__Work to be completed__:
Below is a block of entries; repeat exactly the lines starting at the line that contains "Logging verbosity: 0" and ending at the line that contains "is dropped and", both included.
====
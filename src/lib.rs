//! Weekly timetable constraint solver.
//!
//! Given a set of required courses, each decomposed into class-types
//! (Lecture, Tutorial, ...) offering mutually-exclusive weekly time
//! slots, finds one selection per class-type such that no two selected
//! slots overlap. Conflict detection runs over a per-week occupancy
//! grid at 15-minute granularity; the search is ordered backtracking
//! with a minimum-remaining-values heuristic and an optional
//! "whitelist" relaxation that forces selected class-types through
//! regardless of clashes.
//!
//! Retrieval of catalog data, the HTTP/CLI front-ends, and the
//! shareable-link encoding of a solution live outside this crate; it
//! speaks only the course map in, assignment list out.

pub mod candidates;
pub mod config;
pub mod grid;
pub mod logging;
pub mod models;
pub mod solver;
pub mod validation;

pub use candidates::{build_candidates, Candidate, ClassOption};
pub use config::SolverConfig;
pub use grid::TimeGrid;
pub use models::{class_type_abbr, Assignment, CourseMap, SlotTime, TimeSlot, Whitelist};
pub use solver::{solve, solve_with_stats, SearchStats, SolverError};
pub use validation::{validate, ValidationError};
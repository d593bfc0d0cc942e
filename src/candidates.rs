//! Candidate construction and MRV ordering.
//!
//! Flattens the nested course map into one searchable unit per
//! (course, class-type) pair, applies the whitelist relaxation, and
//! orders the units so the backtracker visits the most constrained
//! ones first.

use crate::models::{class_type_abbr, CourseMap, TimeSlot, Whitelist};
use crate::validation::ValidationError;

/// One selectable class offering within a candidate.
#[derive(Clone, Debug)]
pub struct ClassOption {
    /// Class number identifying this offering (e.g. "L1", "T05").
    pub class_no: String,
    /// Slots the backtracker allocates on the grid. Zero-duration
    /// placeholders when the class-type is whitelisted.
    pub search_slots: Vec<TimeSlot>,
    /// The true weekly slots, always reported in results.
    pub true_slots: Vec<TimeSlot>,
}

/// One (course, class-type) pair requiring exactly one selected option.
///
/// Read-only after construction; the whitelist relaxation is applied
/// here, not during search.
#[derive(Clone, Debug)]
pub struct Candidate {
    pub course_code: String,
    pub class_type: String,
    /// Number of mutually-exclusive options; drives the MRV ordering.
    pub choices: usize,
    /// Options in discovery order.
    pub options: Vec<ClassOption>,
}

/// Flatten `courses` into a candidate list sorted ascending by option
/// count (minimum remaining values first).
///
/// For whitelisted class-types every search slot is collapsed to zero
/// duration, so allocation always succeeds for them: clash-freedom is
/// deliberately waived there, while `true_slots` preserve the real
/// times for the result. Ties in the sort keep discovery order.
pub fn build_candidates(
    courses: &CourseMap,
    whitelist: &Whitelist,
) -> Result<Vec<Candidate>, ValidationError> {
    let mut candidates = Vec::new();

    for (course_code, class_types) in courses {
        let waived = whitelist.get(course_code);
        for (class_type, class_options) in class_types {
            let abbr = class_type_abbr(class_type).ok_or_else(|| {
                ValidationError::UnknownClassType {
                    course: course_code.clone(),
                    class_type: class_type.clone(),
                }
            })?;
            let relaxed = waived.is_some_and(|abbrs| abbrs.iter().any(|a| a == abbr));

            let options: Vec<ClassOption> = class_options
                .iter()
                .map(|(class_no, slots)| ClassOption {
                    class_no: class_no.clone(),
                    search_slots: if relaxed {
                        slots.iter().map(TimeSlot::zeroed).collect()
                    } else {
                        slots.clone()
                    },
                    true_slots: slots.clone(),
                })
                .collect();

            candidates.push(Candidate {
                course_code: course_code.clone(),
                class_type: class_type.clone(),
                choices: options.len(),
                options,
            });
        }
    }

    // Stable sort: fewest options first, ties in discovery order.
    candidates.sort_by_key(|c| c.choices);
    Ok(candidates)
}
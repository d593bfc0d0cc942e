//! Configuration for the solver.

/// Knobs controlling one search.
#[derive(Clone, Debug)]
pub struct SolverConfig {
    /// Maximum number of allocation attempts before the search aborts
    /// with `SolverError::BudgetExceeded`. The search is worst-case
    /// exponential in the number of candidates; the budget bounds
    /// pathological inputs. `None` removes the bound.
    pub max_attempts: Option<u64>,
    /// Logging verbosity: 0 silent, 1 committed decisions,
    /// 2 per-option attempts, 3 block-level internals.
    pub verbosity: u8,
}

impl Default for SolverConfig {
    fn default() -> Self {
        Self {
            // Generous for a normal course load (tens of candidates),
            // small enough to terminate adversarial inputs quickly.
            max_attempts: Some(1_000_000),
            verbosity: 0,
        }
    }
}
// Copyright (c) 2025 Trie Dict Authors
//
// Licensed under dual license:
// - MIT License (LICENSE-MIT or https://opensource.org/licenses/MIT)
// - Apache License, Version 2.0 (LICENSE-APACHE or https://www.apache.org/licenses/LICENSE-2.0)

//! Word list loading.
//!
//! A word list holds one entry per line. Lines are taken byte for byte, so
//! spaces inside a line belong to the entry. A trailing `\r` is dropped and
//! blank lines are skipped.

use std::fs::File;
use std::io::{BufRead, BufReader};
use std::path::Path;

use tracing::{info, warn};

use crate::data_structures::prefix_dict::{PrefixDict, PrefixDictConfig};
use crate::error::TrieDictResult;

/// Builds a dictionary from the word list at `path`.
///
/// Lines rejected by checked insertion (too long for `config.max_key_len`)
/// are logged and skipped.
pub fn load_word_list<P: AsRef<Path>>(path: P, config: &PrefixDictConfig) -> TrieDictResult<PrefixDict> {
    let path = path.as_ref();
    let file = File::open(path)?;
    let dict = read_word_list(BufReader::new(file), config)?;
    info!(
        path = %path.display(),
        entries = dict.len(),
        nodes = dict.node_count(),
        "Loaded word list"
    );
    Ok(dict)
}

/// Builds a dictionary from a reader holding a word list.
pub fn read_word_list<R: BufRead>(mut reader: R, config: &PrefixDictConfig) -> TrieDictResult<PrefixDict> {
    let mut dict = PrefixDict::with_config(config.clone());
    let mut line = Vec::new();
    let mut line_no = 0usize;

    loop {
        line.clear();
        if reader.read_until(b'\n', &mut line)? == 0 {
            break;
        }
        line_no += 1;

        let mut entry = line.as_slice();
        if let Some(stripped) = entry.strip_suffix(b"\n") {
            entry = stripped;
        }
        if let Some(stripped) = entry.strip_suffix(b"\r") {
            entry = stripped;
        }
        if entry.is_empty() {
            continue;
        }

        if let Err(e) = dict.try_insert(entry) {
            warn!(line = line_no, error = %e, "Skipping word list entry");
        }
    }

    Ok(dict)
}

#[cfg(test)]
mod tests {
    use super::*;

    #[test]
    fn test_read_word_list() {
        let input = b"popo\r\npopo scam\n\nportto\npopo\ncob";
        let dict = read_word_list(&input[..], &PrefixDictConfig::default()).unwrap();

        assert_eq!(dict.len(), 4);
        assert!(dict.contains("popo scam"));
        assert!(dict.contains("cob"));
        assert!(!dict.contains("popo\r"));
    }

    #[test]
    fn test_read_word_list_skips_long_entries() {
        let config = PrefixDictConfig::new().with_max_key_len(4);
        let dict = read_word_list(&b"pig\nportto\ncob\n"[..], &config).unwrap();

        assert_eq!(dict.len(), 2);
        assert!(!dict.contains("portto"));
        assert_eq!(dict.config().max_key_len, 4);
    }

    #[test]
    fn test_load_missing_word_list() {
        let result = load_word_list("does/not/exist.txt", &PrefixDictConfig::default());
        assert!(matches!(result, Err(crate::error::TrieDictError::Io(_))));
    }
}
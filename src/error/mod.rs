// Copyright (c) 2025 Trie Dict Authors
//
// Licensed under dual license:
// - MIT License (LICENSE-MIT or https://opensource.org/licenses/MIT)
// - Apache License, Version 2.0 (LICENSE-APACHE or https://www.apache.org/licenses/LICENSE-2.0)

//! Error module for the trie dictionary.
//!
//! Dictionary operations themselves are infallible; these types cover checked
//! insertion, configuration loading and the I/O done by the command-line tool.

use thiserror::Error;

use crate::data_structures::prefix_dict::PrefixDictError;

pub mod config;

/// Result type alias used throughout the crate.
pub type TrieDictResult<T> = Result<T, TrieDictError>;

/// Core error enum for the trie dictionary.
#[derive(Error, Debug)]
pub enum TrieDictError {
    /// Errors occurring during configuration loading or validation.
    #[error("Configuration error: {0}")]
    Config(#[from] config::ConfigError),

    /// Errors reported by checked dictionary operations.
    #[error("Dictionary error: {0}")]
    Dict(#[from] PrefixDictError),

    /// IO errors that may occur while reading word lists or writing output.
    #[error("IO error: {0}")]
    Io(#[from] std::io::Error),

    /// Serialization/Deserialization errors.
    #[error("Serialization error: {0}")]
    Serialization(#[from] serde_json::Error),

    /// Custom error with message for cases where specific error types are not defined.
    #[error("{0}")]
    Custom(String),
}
====
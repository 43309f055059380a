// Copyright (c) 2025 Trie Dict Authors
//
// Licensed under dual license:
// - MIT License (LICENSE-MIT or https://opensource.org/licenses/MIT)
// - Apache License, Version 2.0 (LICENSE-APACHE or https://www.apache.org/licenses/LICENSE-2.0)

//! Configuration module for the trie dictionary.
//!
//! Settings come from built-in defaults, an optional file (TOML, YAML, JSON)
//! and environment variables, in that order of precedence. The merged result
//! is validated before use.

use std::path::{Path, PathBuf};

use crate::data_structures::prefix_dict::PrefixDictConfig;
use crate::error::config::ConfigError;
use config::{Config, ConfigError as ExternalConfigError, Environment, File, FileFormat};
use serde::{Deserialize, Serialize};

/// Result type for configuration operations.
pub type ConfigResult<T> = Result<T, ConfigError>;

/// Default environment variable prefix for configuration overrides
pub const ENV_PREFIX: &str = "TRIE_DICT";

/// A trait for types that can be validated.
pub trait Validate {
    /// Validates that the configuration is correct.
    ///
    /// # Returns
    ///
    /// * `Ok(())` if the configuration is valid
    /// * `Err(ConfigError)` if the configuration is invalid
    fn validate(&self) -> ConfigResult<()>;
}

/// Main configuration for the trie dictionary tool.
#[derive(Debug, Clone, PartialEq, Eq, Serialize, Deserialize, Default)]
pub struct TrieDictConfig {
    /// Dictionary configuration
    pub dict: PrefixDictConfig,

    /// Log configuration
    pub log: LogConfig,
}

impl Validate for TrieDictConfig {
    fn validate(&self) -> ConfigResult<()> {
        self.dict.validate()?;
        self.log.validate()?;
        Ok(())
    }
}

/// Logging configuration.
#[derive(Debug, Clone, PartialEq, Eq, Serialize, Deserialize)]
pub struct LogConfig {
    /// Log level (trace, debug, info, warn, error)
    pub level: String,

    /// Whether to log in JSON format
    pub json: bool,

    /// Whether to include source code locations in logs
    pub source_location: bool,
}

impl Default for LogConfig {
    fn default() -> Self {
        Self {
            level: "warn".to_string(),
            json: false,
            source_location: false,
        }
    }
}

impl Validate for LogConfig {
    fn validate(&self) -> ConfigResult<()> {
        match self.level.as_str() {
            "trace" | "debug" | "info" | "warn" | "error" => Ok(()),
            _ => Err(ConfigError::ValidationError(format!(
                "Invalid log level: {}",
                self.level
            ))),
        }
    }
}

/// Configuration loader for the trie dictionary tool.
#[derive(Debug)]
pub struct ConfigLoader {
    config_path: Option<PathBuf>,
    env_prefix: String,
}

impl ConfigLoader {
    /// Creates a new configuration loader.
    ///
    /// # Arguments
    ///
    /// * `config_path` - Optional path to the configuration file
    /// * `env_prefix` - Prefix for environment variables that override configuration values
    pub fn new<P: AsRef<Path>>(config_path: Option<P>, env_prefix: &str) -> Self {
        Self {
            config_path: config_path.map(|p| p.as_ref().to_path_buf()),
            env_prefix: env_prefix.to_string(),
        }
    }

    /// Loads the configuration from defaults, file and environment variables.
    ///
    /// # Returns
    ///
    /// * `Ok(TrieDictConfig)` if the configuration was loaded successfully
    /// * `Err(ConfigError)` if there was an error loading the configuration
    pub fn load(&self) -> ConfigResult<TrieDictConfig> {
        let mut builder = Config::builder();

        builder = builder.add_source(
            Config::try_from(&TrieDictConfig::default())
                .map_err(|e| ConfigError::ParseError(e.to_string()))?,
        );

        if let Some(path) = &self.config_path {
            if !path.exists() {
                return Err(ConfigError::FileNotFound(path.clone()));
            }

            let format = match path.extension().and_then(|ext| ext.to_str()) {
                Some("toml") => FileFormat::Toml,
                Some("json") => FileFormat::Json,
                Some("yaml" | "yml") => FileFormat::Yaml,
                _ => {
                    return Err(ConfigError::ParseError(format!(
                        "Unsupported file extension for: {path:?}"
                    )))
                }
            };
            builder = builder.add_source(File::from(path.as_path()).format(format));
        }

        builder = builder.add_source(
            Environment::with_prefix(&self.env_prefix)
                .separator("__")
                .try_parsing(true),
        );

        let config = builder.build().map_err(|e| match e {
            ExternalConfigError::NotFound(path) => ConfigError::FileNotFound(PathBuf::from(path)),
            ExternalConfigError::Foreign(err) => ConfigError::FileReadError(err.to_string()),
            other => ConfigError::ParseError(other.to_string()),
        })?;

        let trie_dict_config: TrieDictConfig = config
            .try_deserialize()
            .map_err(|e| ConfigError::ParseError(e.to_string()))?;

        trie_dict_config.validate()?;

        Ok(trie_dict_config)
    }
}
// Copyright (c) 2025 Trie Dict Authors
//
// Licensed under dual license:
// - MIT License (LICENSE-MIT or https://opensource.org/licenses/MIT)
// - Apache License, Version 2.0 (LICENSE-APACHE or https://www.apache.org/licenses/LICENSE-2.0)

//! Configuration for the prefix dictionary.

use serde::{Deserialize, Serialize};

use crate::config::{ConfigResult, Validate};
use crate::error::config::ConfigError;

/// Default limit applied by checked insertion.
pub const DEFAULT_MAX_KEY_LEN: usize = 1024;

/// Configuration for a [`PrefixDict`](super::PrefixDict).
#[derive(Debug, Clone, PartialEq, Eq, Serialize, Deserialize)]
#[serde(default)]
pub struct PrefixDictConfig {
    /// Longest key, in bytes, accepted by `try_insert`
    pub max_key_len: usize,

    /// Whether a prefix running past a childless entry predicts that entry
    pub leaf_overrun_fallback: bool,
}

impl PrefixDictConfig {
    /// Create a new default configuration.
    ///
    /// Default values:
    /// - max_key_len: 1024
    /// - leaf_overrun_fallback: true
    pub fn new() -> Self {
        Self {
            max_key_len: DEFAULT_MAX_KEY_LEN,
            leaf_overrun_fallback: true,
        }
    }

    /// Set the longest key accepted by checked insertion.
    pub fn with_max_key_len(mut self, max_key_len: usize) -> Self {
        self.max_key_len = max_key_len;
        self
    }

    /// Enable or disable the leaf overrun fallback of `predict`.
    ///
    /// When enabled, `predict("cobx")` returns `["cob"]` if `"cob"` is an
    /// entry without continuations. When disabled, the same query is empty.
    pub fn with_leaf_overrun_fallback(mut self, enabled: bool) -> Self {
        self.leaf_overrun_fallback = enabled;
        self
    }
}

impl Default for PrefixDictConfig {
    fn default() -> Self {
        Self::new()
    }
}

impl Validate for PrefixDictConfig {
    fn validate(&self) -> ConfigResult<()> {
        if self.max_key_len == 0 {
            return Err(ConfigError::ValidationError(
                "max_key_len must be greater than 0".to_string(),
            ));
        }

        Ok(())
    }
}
====
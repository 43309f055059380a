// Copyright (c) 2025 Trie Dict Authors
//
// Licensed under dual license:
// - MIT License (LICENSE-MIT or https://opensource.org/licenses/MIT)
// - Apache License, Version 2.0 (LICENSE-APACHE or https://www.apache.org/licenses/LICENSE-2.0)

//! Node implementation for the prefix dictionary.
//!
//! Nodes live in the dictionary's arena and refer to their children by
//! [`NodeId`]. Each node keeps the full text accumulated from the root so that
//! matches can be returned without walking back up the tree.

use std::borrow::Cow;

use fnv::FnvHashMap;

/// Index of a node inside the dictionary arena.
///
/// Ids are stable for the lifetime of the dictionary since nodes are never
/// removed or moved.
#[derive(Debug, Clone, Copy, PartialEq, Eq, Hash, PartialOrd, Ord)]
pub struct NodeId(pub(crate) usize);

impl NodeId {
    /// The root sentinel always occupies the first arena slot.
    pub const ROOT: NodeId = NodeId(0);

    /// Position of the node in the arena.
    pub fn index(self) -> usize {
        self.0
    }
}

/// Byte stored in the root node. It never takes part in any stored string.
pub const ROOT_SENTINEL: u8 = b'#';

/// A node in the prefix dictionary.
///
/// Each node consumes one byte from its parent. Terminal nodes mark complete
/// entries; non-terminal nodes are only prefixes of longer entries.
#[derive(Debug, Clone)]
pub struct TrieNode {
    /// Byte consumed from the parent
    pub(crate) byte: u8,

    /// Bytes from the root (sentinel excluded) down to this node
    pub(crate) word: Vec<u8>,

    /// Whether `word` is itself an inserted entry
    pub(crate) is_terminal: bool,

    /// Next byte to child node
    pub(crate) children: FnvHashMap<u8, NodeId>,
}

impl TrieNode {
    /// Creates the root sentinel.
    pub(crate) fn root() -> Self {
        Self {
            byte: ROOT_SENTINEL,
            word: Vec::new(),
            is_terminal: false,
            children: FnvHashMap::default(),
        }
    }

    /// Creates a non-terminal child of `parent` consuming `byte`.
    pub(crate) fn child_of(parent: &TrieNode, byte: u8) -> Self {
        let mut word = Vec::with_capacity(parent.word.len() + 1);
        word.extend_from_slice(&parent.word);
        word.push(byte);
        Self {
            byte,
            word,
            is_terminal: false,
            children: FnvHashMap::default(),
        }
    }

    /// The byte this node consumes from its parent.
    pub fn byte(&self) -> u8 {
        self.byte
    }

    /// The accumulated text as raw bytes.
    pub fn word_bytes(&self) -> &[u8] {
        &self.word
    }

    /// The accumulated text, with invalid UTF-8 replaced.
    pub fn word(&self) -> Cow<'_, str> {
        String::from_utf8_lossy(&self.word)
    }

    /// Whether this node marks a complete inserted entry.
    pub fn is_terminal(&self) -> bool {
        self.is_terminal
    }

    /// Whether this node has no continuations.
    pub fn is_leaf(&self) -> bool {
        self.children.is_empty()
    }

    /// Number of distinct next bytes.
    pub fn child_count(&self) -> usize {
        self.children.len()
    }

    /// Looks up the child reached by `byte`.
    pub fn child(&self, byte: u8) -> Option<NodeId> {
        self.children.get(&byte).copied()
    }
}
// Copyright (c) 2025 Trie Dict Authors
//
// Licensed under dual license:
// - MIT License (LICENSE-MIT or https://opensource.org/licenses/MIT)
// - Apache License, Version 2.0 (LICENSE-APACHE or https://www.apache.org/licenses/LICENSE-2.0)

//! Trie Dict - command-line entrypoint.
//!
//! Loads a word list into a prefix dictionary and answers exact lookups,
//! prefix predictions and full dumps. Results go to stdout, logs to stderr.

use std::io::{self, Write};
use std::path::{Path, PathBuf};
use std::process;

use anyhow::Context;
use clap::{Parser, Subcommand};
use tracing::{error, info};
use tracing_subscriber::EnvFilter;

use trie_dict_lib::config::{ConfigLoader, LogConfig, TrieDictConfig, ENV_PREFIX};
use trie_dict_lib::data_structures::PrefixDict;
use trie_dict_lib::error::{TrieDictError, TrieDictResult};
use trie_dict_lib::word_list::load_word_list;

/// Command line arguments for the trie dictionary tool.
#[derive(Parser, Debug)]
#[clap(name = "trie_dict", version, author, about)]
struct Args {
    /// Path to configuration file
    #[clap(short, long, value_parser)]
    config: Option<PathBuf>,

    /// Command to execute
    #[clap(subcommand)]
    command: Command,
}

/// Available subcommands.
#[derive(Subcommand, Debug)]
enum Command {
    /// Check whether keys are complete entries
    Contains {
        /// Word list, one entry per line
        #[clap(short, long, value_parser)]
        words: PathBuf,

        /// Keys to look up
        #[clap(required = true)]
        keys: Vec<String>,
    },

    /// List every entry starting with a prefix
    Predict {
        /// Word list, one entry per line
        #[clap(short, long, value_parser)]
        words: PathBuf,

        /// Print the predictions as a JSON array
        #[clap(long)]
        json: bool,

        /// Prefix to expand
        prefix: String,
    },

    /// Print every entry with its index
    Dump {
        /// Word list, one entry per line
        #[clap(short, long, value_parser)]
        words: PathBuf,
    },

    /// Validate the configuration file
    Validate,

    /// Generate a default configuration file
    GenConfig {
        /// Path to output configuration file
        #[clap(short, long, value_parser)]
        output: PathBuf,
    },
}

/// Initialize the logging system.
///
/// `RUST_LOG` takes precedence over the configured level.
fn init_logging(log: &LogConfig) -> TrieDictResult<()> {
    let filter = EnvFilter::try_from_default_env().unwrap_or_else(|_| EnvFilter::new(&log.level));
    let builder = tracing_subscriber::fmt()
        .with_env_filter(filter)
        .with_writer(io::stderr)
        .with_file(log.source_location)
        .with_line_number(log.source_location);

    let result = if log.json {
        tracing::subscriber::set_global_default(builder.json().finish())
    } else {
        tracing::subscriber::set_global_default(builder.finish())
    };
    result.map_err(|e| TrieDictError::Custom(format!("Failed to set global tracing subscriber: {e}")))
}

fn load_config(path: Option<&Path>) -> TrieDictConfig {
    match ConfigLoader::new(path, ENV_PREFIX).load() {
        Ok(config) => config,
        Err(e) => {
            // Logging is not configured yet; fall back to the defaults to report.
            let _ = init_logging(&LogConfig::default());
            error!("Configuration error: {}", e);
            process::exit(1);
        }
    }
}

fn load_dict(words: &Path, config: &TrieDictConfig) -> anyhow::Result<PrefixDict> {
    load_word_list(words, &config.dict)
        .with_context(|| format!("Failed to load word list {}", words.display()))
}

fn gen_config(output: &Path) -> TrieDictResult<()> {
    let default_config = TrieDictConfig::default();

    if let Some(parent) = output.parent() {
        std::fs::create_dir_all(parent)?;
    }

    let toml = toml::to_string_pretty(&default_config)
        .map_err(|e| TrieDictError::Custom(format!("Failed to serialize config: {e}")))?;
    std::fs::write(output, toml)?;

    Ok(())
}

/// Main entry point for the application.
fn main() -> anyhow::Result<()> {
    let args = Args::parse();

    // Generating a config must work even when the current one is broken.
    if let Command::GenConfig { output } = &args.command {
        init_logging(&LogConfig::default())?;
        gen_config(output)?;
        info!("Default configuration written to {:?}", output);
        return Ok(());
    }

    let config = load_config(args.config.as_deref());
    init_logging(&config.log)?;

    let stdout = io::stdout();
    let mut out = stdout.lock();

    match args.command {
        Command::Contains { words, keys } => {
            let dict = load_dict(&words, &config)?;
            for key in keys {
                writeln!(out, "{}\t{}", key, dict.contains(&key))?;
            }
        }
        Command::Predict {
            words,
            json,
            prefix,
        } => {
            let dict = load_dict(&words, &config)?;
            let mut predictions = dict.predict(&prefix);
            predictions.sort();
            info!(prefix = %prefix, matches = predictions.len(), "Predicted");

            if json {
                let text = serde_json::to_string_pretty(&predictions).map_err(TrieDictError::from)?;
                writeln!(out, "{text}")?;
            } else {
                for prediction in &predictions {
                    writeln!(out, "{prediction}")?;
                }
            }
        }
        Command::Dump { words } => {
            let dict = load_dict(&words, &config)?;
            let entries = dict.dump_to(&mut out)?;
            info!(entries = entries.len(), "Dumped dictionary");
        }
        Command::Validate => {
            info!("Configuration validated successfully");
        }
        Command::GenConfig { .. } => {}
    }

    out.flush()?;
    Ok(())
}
====
__Reply to the task__:
    /// Logging verbosity: 0 silent, 1 committed decisions,
    /// 2 per-option attempts, 3 block-level internals.
    pub verbosity: u8,
}

impl Default for SolverConfig {
    fn default() -> Self {
        Self {
            // Generous for a normal course load (tens of candidates),
            // small enough to terminate adversarial inputs quickly.
            max_attempts: Some(1_000_000),
            verbosity: 0,
        }
    }
}
// Copyright (c) 2025 Trie Dict Authors
//
// Licensed under dual license:
// - MIT License (LICENSE-MIT or https://opensource.org/licenses/MIT)
// - Apache License, Version 2.0 (LICENSE-APACHE or https://www.apache.org/licenses/LICENSE-2.0)

//! Word list loading.
//!
//! A word list holds one entry per line. Lines are taken byte for byte, so
//! spaces inside a line belong to the entry. A trailing `\r` is dropped and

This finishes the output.